Determine the number of lines below that contain "SetCondition". Write nothing but that number.

── SOURCE DATA

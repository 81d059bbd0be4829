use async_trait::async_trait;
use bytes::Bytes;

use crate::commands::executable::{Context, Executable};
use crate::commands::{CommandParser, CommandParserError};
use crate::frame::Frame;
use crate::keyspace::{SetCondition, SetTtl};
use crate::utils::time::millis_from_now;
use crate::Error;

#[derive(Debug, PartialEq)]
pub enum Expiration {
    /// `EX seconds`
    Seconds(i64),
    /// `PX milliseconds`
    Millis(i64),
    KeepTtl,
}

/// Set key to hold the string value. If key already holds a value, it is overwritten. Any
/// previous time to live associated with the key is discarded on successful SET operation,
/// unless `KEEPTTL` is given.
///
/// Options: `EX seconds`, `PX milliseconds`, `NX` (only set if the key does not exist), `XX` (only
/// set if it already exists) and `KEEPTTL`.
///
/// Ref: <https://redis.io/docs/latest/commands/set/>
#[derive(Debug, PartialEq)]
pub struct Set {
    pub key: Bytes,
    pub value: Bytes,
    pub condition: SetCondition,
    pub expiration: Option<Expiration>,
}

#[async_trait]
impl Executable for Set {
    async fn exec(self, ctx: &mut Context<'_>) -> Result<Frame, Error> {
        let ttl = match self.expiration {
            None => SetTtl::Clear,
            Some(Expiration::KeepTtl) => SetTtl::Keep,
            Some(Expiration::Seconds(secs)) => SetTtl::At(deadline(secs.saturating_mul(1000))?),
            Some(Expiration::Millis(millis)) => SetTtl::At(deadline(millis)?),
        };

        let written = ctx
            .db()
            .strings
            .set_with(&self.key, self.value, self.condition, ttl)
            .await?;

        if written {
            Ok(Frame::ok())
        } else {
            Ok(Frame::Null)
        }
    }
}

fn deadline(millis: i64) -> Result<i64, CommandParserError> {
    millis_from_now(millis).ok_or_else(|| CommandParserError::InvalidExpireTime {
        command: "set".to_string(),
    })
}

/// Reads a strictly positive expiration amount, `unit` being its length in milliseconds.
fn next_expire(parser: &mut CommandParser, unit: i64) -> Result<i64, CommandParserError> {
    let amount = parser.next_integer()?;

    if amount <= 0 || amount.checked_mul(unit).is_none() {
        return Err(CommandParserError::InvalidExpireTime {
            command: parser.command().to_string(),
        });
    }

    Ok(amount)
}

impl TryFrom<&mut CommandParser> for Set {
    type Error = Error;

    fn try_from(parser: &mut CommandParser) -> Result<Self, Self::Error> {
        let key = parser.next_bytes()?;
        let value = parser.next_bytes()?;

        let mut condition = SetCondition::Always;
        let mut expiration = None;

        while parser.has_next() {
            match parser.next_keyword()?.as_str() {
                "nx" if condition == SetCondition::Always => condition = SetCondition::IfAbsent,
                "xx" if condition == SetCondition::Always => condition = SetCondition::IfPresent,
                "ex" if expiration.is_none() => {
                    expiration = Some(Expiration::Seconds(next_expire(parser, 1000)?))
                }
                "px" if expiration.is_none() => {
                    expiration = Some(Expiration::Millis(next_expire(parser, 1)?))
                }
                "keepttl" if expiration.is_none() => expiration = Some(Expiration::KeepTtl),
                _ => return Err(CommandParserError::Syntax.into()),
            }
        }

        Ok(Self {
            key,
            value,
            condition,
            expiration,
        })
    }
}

────
── SOURCE DATA

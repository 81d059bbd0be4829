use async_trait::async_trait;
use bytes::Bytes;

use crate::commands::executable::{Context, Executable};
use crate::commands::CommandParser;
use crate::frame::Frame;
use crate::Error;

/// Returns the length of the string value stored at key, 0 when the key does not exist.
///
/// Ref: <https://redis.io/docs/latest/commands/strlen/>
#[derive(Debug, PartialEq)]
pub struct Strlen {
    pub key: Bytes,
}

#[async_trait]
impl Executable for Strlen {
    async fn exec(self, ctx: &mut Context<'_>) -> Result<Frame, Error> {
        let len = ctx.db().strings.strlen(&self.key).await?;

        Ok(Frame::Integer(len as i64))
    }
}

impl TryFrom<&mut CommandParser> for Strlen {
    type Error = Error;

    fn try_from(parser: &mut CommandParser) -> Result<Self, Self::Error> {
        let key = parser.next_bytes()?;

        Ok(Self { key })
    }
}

────

SOLUTION – 5